Top of Available records

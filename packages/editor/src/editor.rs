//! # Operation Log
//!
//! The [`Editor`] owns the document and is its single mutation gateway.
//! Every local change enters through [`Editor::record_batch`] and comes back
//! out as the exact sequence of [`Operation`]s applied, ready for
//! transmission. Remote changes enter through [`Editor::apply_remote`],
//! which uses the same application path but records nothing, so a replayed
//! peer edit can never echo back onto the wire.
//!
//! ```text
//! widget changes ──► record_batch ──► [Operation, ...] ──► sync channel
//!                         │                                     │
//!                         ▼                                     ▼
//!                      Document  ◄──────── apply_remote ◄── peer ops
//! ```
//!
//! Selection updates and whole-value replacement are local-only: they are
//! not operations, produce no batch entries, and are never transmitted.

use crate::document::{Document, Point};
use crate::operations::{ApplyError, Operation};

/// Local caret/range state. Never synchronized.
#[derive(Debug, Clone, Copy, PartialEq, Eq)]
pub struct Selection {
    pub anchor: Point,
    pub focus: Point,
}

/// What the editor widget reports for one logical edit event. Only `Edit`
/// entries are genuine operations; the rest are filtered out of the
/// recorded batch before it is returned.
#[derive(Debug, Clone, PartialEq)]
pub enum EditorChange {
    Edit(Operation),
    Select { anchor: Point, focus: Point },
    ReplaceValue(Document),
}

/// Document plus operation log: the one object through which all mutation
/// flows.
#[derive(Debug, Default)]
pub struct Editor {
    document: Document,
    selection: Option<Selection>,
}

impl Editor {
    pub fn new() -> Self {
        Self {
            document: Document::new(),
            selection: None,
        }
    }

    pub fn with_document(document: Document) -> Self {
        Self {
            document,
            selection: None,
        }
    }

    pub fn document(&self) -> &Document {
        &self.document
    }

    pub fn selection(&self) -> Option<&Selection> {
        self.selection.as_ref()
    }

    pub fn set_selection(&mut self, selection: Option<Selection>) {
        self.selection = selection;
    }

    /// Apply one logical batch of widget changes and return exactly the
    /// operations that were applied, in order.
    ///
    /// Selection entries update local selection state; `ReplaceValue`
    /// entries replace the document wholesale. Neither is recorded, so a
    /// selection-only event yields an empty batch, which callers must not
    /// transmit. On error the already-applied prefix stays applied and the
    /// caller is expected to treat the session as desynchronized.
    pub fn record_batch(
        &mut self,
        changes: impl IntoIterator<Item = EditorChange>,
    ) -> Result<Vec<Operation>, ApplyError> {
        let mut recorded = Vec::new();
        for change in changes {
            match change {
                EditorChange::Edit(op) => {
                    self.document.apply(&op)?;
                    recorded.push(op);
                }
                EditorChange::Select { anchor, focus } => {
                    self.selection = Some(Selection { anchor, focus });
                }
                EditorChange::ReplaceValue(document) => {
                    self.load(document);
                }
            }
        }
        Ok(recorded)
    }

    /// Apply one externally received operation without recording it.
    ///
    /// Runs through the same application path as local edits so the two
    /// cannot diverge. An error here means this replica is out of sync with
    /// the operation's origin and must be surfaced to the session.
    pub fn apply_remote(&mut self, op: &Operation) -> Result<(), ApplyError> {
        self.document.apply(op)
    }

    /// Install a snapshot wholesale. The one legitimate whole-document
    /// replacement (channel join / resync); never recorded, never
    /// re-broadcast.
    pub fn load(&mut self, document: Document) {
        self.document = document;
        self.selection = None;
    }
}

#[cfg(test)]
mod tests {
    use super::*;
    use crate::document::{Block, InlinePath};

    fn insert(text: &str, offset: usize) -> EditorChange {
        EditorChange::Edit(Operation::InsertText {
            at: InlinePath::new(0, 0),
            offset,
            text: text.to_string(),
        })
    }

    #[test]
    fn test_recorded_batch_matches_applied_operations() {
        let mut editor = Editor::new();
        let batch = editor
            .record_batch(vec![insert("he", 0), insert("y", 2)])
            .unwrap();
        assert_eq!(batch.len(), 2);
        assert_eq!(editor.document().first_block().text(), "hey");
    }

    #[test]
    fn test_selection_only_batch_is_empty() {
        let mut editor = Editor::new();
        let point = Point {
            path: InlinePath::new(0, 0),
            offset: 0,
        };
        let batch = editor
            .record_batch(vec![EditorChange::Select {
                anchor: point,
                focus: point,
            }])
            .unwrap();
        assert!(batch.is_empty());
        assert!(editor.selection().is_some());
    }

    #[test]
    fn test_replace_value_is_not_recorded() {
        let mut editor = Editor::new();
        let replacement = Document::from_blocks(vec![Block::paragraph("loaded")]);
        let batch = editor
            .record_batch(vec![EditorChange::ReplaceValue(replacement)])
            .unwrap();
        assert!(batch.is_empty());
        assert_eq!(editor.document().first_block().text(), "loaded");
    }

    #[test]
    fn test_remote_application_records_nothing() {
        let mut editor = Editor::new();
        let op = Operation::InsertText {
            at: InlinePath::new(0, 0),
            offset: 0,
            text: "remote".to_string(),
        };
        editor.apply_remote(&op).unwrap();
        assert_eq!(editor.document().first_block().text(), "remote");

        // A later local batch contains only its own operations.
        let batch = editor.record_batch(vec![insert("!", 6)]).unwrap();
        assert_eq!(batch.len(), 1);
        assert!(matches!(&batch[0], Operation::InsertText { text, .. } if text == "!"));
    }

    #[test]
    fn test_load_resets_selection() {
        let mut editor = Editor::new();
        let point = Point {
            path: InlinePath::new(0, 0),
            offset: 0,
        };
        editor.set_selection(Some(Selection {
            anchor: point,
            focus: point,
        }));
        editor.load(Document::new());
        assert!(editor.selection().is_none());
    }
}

Bottom of Available records

→ Exercise instructions: Line by line, reproduce the data exactly as given.

→ Answer for the task:
filename packages/editor/src/editor.rs
//! # Operation Log
//!
//! The [`Editor`] owns the document and is its single mutation gateway.
//! Every local change enters through [`Editor::record_batch`] and comes back
//! out as the exact sequence of [`Operation`]s applied, ready for
//! transmission. Remote changes enter through [`Editor::apply_remote`],
//! which uses the same application path but records nothing, so a replayed
//! peer edit can never echo back onto the wire.
//!
//! ```text
//! widget changes ──► record_batch ──► [Operation, ...] ──► sync channel
//!                         │                                     │
//!                         ▼                                     ▼
//!                      Document  ◄──────── apply_remote ◄── peer ops
//! ```
//!
//! Selection updates and whole-value replacement are local-only: they are
//! not operations, produce no batch entries, and are never transmitted.

use crate::document::{Document, Point};
use crate::operations::{ApplyError, Operation};

/// Local caret/range state. Never synchronized.
#[derive(Debug, Clone, Copy, PartialEq, Eq)]
pub struct Selection {
    pub anchor: Point,
    pub focus: Point,
}

/// What the editor widget reports for one logical edit event. Only `Edit`
/// entries are genuine operations; the rest are filtered out of the
/// recorded batch before it is returned.
#[derive(Debug, Clone, PartialEq)]
pub enum EditorChange {
    Edit(Operation),
    Select { anchor: Point, focus: Point },
    ReplaceValue(Document),
}

/// Document plus operation log: the one object through which all mutation
/// flows.
#[derive(Debug, Default)]
pub struct Editor {
    document: Document,
    selection: Option<Selection>,
}

impl Editor {
    pub fn new() -> Self {
        Self {
            document: Document::new(),
            selection: None,
        }
    }

    pub fn with_document(document: Document) -> Self {
        Self {
            document,
            selection: None,
        }
    }

    pub fn document(&self) -> &Document {
        &self.document
    }

    pub fn selection(&self) -> Option<&Selection> {
        self.selection.as_ref()
    }

    pub fn set_selection(&mut self, selection: Option<Selection>) {
        self.selection = selection;
    }

    /// Apply one logical batch of widget changes and return exactly the
    /// operations that were applied, in order.
    ///
    /// Selection entries update local selection state; `ReplaceValue`
    /// entries replace the document wholesale. Neither is recorded, so a
    /// selection-only event yields an empty batch, which callers must not
    /// transmit. On error the already-applied prefix stays applied and the
    /// caller is expected to treat the session as desynchronized.
    pub fn record_batch(
        &mut self,
        changes: impl IntoIterator<Item = EditorChange>,
    ) -> Result<Vec<Operation>, ApplyError> {
        let mut recorded = Vec::new();
        for change in changes {
            match change {
                EditorChange::Edit(op) => {
                    self.document.apply(&op)?;
                    recorded.push(op);
                }
                EditorChange::Select { anchor, focus } => {
                    self.selection = Some(Selection { anchor, focus });
                }
                EditorChange::ReplaceValue(document) => {
                    self.load(document);
                }
            }
        }
        Ok(recorded)
    }

    /// Apply one externally received operation without recording it.
    ///
    /// Runs through the same application path as local edits so the two
    /// cannot diverge. An error here means this replica is out of sync with
    /// the operation's origin and must be surfaced to the session.
    pub fn apply_remote(&mut self, op: &Operation) -> Result<(), ApplyError> {
        self.document.apply(op)
    }

    /// Install a snapshot wholesale. The one legitimate whole-document
    /// replacement (channel join / resync); never recorded, never
    /// re-broadcast.
    pub fn load(&mut self, document: Document) {
        self.document = document;
        self.selection = None;
    }
}

#[cfg(test)]
mod tests {
    use super::*;
    use crate::document::{Block, InlinePath};

    fn insert(text: &str, offset: usize) -> EditorChange {
        EditorChange::Edit(Operation::InsertText {
            at: InlinePath::new(0, 0),
            offset,
            text: text.to_string(),
        })
    }

    #[test]
    fn test_recorded_batch_matches_applied_operations() {
        let mut editor = Editor::new();
        let batch = editor
            .record_batch(vec![insert("he", 0), insert("y", 2)])
            .unwrap();
        assert_eq!(batch.len(), 2);
        assert_eq!(editor.document().first_block().text(), "hey");
    }

    #[test]
    fn test_selection_only_batch_is_empty() {
        let mut editor = Editor::new();
        let point = Point {
            path: InlinePath::new(0, 0),
            offset: 0,
        };
        let batch = editor
            .record_batch(vec![EditorChange::Select {
                anchor: point,
                focus: point,
            }])
            .unwrap();
        assert!(batch.is_empty());
        assert!(editor.selection().is_some());
    }

    #[test]
    fn test_replace_value_is_not_recorded() {
        let mut editor = Editor::new();
        let replacement = Document::from_blocks(vec![Block::paragraph("loaded")]);
        let batch = editor
            .record_batch(vec![EditorChange::ReplaceValue(replacement)])
            .unwrap();
        assert!(batch.is_empty());
        assert_eq!(editor.document().first_block().text(), "loaded");
    }

    #[test]
    fn test_remote_application_records_nothing() {
        let mut editor = Editor::new();
        let op = Operation::InsertText {
            at: InlinePath::new(0, 0),
            offset: 0,
            text: "remote".to_string(),
        };
        editor.apply_remote(&op).unwrap();
        assert_eq!(editor.document().first_block().text(), "remote");

        // A later local batch contains only its own operations.
        let batch = editor.record_batch(vec![insert("!", 6)]).unwrap();
        assert_eq!(batch.len(), 1);
        assert!(matches!(&batch[0], Operation::InsertText { text, .. } if text == "!"));
    }

    #[test]
    fn test_load_resets_selection() {
        let mut editor = Editor::new();
        let point = Point {
            path: InlinePath::new(0, 0),
            offset: 0,
        };
        editor.set_selection(Some(Selection {
            anchor: point,
            focus: point,
        }));
        editor.load(Document::new());
        assert!(editor.selection().is_none());
    }
}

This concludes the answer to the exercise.